Cool oasis for Cretaceous feathered dinosaurs

The Jehol Biota, an ancient ecosystem in Liaoning province in northeastern China, includes a dense and diverse array of Cretaceous flora and fauna and is a hot spot of feathered dinosaur fossils. A new study reconstructs a cool climate and high elevation at the site, providing critical environmental context for the wide array of dinosaurs preserved there.

Paleobiologists do not think that feathers, which evolved during the Jurassic, were originally used for flying because early examples were too small and stubby to support flight. Instead, like feathers on modern birds, dinosaurs' feathers likely served other purposes, including insulation.

Lead study author Laiming Zhang, a paleoclimatologist at the China University of Geosciences Beijing, estimated what the air temperatures and elevation of the Jehol Biota were around 125 million years ago by using the isotopic composition of carbonate minerals that formed in soils. He found low springtime temperatures, around 6°C, suggesting a cool climate.

Zhang said, Conventional thinking is that temperatures in the Early Cretaceous were high. Other studies based on ocean temperatures in the region estimated 15°C–35°C, consistent with a greenhouse climate. "So we thought this was a special phenomenon and wanted to find out what could have caused this low temperature.

While much of the Cretaceous world was hot, cooler ecosystems could have thrived in higher elevations. To see whether elevation could reasonably explain the cool temperatures, Zhang used the temperature difference between his land reconstructions and those from nearby ocean records to estimate how high the land might have been. 

Zhang et al. found that the altitude was likely 3–4 kilometers (about 10,000–13,000 feet) at the site of the Jehol Biota during the Cretaceous. The pale elevation estimate is supported by two additional lines of evidence. During the Early Cretaceous, northeastern China was undergoing dramatic tectonic changes associated with the Yanshanian orogeny. Biology reflects a colder climate, too, with remains of plants known to live in cool ecosystems found nearby. 

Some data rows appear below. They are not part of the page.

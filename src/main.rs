//! motor-search - fuzzy search over outboard motor inventory
//!
//! Loads inventory records from JSON and ranks them against a query.
//!
//! CHANGELOG:
//! - 10/19/2026 - RUST_LOG used as-is when set, WARN only as the fallback
//! - 10/18/2026 - Initial CLI with search, distance and inventory commands

use clap::{Parser, Subcommand};
use motor_search::commands;
use motor_search::output::{self, OutputControls};
use motor_search::PartialSearchOptions;
use std::path::PathBuf;
use std::process::ExitCode;
use tracing_subscriber::EnvFilter;

/// Fuzzy search over outboard motor inventory.
#[derive(Parser, Debug)]
#[command(name = "motor-search")]
#[command(version, about, long_about = None)]
struct Cli {
    /// Output as JSON
    #[arg(long, global = true)]
    json: bool,

    /// Compact JSON output (no whitespace)
    #[arg(long, global = true)]
    compact: bool,

    /// Comma-separated field allowlist
    #[arg(long, global = true)]
    fields: Option<String>,

    /// Truncate text fields to this length
    #[arg(long, global = true)]
    max_text_chars: Option<u32>,

    #[command(subcommand)]
    command: Command,
}

#[derive(Subcommand, Debug)]
enum Command {
    /// Rank inventory records against a query
    Search {
        /// Search query (words are matched independently)
        #[arg(required = true)]
        query: Vec<String>,

        /// Inventory JSON file (defaults to $MOTOR_SEARCH_INVENTORY)
        #[arg(short, long)]
        file: Option<PathBuf>,

        /// Comma-separated fields to search (defaults to all text fields)
        #[arg(short, long)]
        keys: Option<String>,

        /// Minimum score to include a result (0-1)
        #[arg(short, long)]
        threshold: Option<f64>,

        /// Max results to return
        #[arg(short = 'n', long, conflicts_with = "unlimited")]
        max_results: Option<usize>,

        /// Return every result above the threshold
        #[arg(long)]
        unlimited: bool,

        /// Score for an exact field match
        #[arg(long)]
        boost_exact: Option<f64>,

        /// Score for a prefix match
        #[arg(long)]
        boost_starts_with: Option<f64>,

        /// Score for a substring match
        #[arg(long)]
        boost_contains: Option<f64>,

        /// JSON options file (defaults to $MOTOR_SEARCH_OPTIONS)
        #[arg(long)]
        options: Option<PathBuf>,
    },

    /// Show edit distance and similarity between two strings
    Distance {
        /// Field value
        a: String,

        /// Query token
        b: String,
    },

    /// Show record count and searchable fields of an inventory file
    Inventory {
        /// Inventory JSON file (defaults to $MOTOR_SEARCH_INVENTORY)
        #[arg(short, long)]
        file: Option<PathBuf>,
    },
}

/// RUST_LOG directives as given (a bare `debug` applies to every target), else WARN.
fn log_filter(rust_log: Option<&str>) -> EnvFilter {
    rust_log
        .filter(|directives| !directives.trim().is_empty())
        .and_then(|directives| EnvFilter::try_new(directives).ok())
        .unwrap_or_else(|| EnvFilter::new("warn"))
}

fn main() -> ExitCode {
    // Initialize tracing/logging
    let rust_log = std::env::var("RUST_LOG").ok();

    tracing_subscriber::fmt()
        .with_env_filter(log_filter(rust_log.as_deref()))
        .with_writer(std::io::stderr)
        .init();

    let cli = Cli::parse();

    let output_controls = OutputControls {
        json: cli.json,
        compact: cli.compact,
        fields: cli.fields.clone(),
        max_text_chars: cli.max_text_chars,
    };

    let result = match cli.command {
        Command::Search {
            query,
            file,
            keys,
            threshold,
            max_results,
            unlimited,
            boost_exact,
            boost_starts_with,
            boost_contains,
            options,
        } => {
            let query = query.join(" ");
            let flags = PartialSearchOptions {
                threshold,
                max_results: if unlimited { Some(None) } else { max_results.map(Some) },
                boost_exact,
                boost_starts_with,
                boost_contains,
            };
            let args = commands::search::SearchArgs {
                query: &query,
                file: file.as_deref(),
                keys: keys.as_deref(),
                options_file: options.as_deref(),
                flags,
            };
            commands::search::search(&args, &output_controls)
        }
        Command::Distance { a, b } => commands::search::distance(&a, &b, &output_controls),
        Command::Inventory { file } => commands::inventory::show(file.as_deref(), &output_controls),
    };

    match result {
        Ok(()) => ExitCode::from(0),
        Err(e) => {
            if cli.json {
                println!("{}", output::format_error(&format!("{:#}", e)));
            } else {
                eprintln!("Error: {:#}", e);
            }
            ExitCode::from(1)
        }
    }
}
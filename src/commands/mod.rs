//! Command implementations.
//!
//! CHANGELOG:
//! - 10/18/2026 - Initial module structure

pub mod inventory;
pub mod search;
//! Search options and the partial overlay merged on top of them.
//!
//! CHANGELOG:
//! - 10/18/2026 - `max_results: None` is unlimited, `Some(0)` is zero results
//! - 10/18/2026 - Initial implementation

use serde::{Deserialize, Deserializer, Serialize};

/// Default minimum score for a result to be kept.
pub const DEFAULT_THRESHOLD: f64 = 0.4;

/// Default cap on returned results.
pub const DEFAULT_MAX_RESULTS: usize = 50;

/// Resolved options for a single search call.
#[derive(Debug, Clone, Copy, PartialEq, Serialize)]
pub struct SearchOptions {
    /// Minimum score to include a result.
    pub threshold: f64,
    /// Cap on returned results. `None` disables truncation.
    pub max_results: Option<usize>,
    /// Score for an exact (case-insensitive) field match.
    pub boost_exact: f64,
    /// Score for a field that starts with the token.
    pub boost_starts_with: f64,
    /// Score for a field containing the token.
    pub boost_contains: f64,
}

impl Default for SearchOptions {
    fn default() -> Self {
        Self {
            threshold: DEFAULT_THRESHOLD,
            max_results: Some(DEFAULT_MAX_RESULTS),
            boost_exact: 1.0,
            boost_starts_with: 0.95,
            boost_contains: 0.85,
        }
    }
}

/// Caller-supplied options; every field left as `None` keeps the base value.
///
/// Accepts both `camelCase` (`maxResults`, `boostStartsWith`) and
/// `snake_case` keys when read from JSON. For `maxResults`, an explicit
/// `null` means unlimited, while a missing key keeps the base value.
#[derive(Debug, Clone, Copy, Default, PartialEq, Deserialize)]
#[serde(rename_all = "camelCase", deny_unknown_fields)]
pub struct PartialSearchOptions {
    #[serde(default)]
    pub threshold: Option<f64>,
    #[serde(default, alias = "max_results", deserialize_with = "explicit_null")]
    pub max_results: Option<Option<usize>>,
    #[serde(default, alias = "boost_exact")]
    pub boost_exact: Option<f64>,
    #[serde(default, alias = "boost_starts_with")]
    pub boost_starts_with: Option<f64>,
    #[serde(default, alias = "boost_contains")]
    pub boost_contains: Option<f64>,
}

/// Keeps a present-but-null value distinct from a missing key.
fn explicit_null<'de, D>(deserializer: D) -> Result<Option<Option<usize>>, D::Error>
where
    D: Deserializer<'de>,
{
    Option::<usize>::deserialize(deserializer).map(Some)
}

impl PartialSearchOptions {
    /// Shallow-merge these options over `base`.
    pub fn merge_over(&self, base: &SearchOptions) -> SearchOptions {
        SearchOptions {
            threshold: self.threshold.unwrap_or(base.threshold),
            max_results: self.max_results.unwrap_or(base.max_results),
            boost_exact: self.boost_exact.unwrap_or(base.boost_exact),
            boost_starts_with: self.boost_starts_with.unwrap_or(base.boost_starts_with),
            boost_contains: self.boost_contains.unwrap_or(base.boost_contains),
        }
    }

    /// True when no field is set.
    pub fn is_empty(&self) -> bool {
        *self == Self::default()
    }
}

impl From<PartialSearchOptions> for SearchOptions {
    fn from(partial: PartialSearchOptions) -> Self {
        partial.merge_over(&SearchOptions::default())
    }
}
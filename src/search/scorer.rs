//! Field scoring and multi-word query aggregation.
//!
//! A field is scored against one query token by tiers: exact, prefix,
//! prefix of an inner word, substring, whole-field fuzzy, word-level fuzzy.
//! Multi-token queries take the best field per token and discount by the
//! fraction of tokens that matched at all.
//!
//! CHANGELOG:
//! - 10/18/2026 - Inner-word prefix checked ahead of plain substring
//! - 10/18/2026 - Initial implementation

use serde::Serialize;
use std::fmt;

use super::distance::get_similarity;
use super::options::SearchOptions;
use super::record::Searchable;

/// Discount applied to a prefix match on an inner word rather than the whole field.
pub const WORD_PREFIX_FACTOR: f64 = 0.9;

/// Discount applied to a fuzzy match on a single word rather than the whole field.
pub const WORD_FUZZY_FACTOR: f64 = 0.95;

/// How a field matched a token.
#[derive(Debug, Clone, Copy, PartialEq, Eq, Hash, Serialize)]
#[serde(rename_all = "kebab-case")]
pub enum MatchType {
    Exact,
    StartsWith,
    Contains,
    Fuzzy,
    None,
}

impl MatchType {
    /// Position in the precedence list; lower is better.
    fn rank(self) -> u8 {
        match self {
            MatchType::Exact => 0,
            MatchType::StartsWith => 1,
            MatchType::Contains => 2,
            MatchType::Fuzzy => 3,
            MatchType::None => 4,
        }
    }

    /// True if `self` ranks strictly ahead of `other`.
    pub fn outranks(self, other: MatchType) -> bool {
        self.rank() < other.rank()
    }

    pub fn as_str(self) -> &'static str {
        match self {
            MatchType::Exact => "exact",
            MatchType::StartsWith => "starts-with",
            MatchType::Contains => "contains",
            MatchType::Fuzzy => "fuzzy",
            MatchType::None => "none",
        }
    }
}

impl fmt::Display for MatchType {
    fn fmt(&self, f: &mut fmt::Formatter<'_>) -> fmt::Result {
        f.write_str(self.as_str())
    }
}

/// True iff the match came from edit-distance similarity.
pub fn is_fuzzy_match(match_type: MatchType) -> bool {
    match_type == MatchType::Fuzzy
}

/// Score of one field value against one token.
#[derive(Debug, Clone, Copy, PartialEq, Serialize)]
pub struct FieldScore {
    pub score: f64,
    pub match_type: MatchType,
}

impl FieldScore {
    pub const NONE: FieldScore = FieldScore {
        score: 0.0,
        match_type: MatchType::None,
    };

    fn new(score: f64, match_type: MatchType) -> Self {
        Self { score, match_type }
    }
}

/// Score a single field value against a single query token.
///
/// First matching rule wins:
/// 1. empty value: no match
/// 2. equal (case-insensitive): `boost_exact`
/// 3. value starts with token: `boost_starts_with`
/// 4. an inner word starts with token: `boost_starts_with * 0.9`
/// 5. value contains token: `boost_contains`
/// 6. whole-value similarity at or above threshold: the similarity
/// 7. first word whose similarity reaches threshold: similarity * 0.95
pub fn score_field(value: &str, token: &str, options: &SearchOptions) -> FieldScore {
    if value.is_empty() {
        return FieldScore::NONE;
    }

    let value_lower = value.to_lowercase();
    let token_lower = token.to_lowercase();

    if value_lower == token_lower {
        return FieldScore::new(options.boost_exact, MatchType::Exact);
    }

    if value_lower.starts_with(&token_lower) {
        return FieldScore::new(options.boost_starts_with, MatchType::StartsWith);
    }

    let words: Vec<&str> = value_lower.split_whitespace().collect();

    if words.iter().any(|word| word.starts_with(&token_lower)) {
        return FieldScore::new(
            options.boost_starts_with * WORD_PREFIX_FACTOR,
            MatchType::StartsWith,
        );
    }

    if value_lower.contains(&token_lower) {
        return FieldScore::new(options.boost_contains, MatchType::Contains);
    }

    let similarity = get_similarity(&value_lower, &token_lower);
    if similarity >= options.threshold {
        return FieldScore::new(similarity, MatchType::Fuzzy);
    }

    // Word-level fallback for multi-word values like "Mercury FourStroke 115 EFI"
    for word in &words {
        let similarity = get_similarity(word, &token_lower);
        if similarity >= options.threshold {
            return FieldScore::new(similarity * WORD_FUZZY_FACTOR, MatchType::Fuzzy);
        }
    }

    FieldScore::NONE
}

/// Best field of `record` for one token. Ties keep the earlier key.
pub(crate) fn best_field<'k, R, K>(
    record: &R,
    token: &str,
    keys: &'k [K],
    options: &SearchOptions,
) -> (FieldScore, Option<&'k str>)
where
    R: Searchable + ?Sized,
    K: AsRef<str>,
{
    let mut best = FieldScore::NONE;
    let mut best_key = None;

    for key in keys {
        let key = key.as_ref();
        let Some(value) = record.field(key) else {
            continue;
        };

        let scored = score_field(value, token, options);
        if scored.score > best.score {
            best = scored;
            best_key = Some(key);
        }
    }

    (best, best_key)
}

/// Aggregate score of one record against a tokenized query.
#[derive(Debug, Clone, Copy, PartialEq)]
pub struct RecordScore<'k> {
    pub score: f64,
    pub match_type: MatchType,
    pub matched_field: Option<&'k str>,
}

/// Score a record against every token of a multi-word query.
///
/// `score = (sum of per-token best scores / tokens) * coverage`, where
/// coverage is the fraction of tokens whose best score is above zero.
/// Partial matches are therefore penalized twice, which keeps them well
/// below a single strong match.
pub fn score_record<'k, R, T, K>(
    record: &R,
    tokens: &[T],
    keys: &'k [K],
    options: &SearchOptions,
) -> RecordScore<'k>
where
    R: Searchable + ?Sized,
    T: AsRef<str>,
    K: AsRef<str>,
{
    if tokens.is_empty() {
        return RecordScore {
            score: 0.0,
            match_type: MatchType::None,
            matched_field: None,
        };
    }

    let mut total = 0.0;
    let mut matched = 0usize;
    let mut match_type = MatchType::None;
    let mut top_score = 0.0;
    let mut matched_field = None;

    for token in tokens {
        let (best, key) = best_field(record, token.as_ref(), keys, options);
        if best.score <= 0.0 {
            continue;
        }

        matched += 1;
        total += best.score;

        if best.match_type.outranks(match_type) {
            match_type = best.match_type;
        }

        // Later tokens win ties
        if best.score >= top_score {
            top_score = best.score;
            matched_field = key;
        }
    }

    let token_count = tokens.len() as f64;
    let coverage = matched as f64 / token_count;

    RecordScore {
        score: (total / token_count) * coverage,
        match_type,
        matched_field,
    }
}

Zhang said, we not only have resulted from the carbonate data, which are consistent with previous studies, but we also have the biota insects and plants that suggest a low temperature and a high elevation.

With these pieces in place, Zhang thought it reasonable that dinosaurs in this region would have benefited from insulation. With previous evidence from eggshells and bones that the dinosaurs' body temperatures were much higher than the cool air temperatures this study estimated, Zhang reasoned that the dinosaurs may have needed feathers' help to stay warm.

Sarah Davis, an evolutionary paleobiologist at the University of Texas at Austin said, it's long been thought that feathers helped dinosaurs with insulation, as well as for display. The idea that feathers and feather-like structures are prevalent in this community of dinosaurs, in part because of the climate, makes sense. Feathered dinosaurs could have done well at this locality because of their insulation.

The new context of climate and elevation provides useful background for studying one of the world's best sites for fossils of feathered dinosaurs.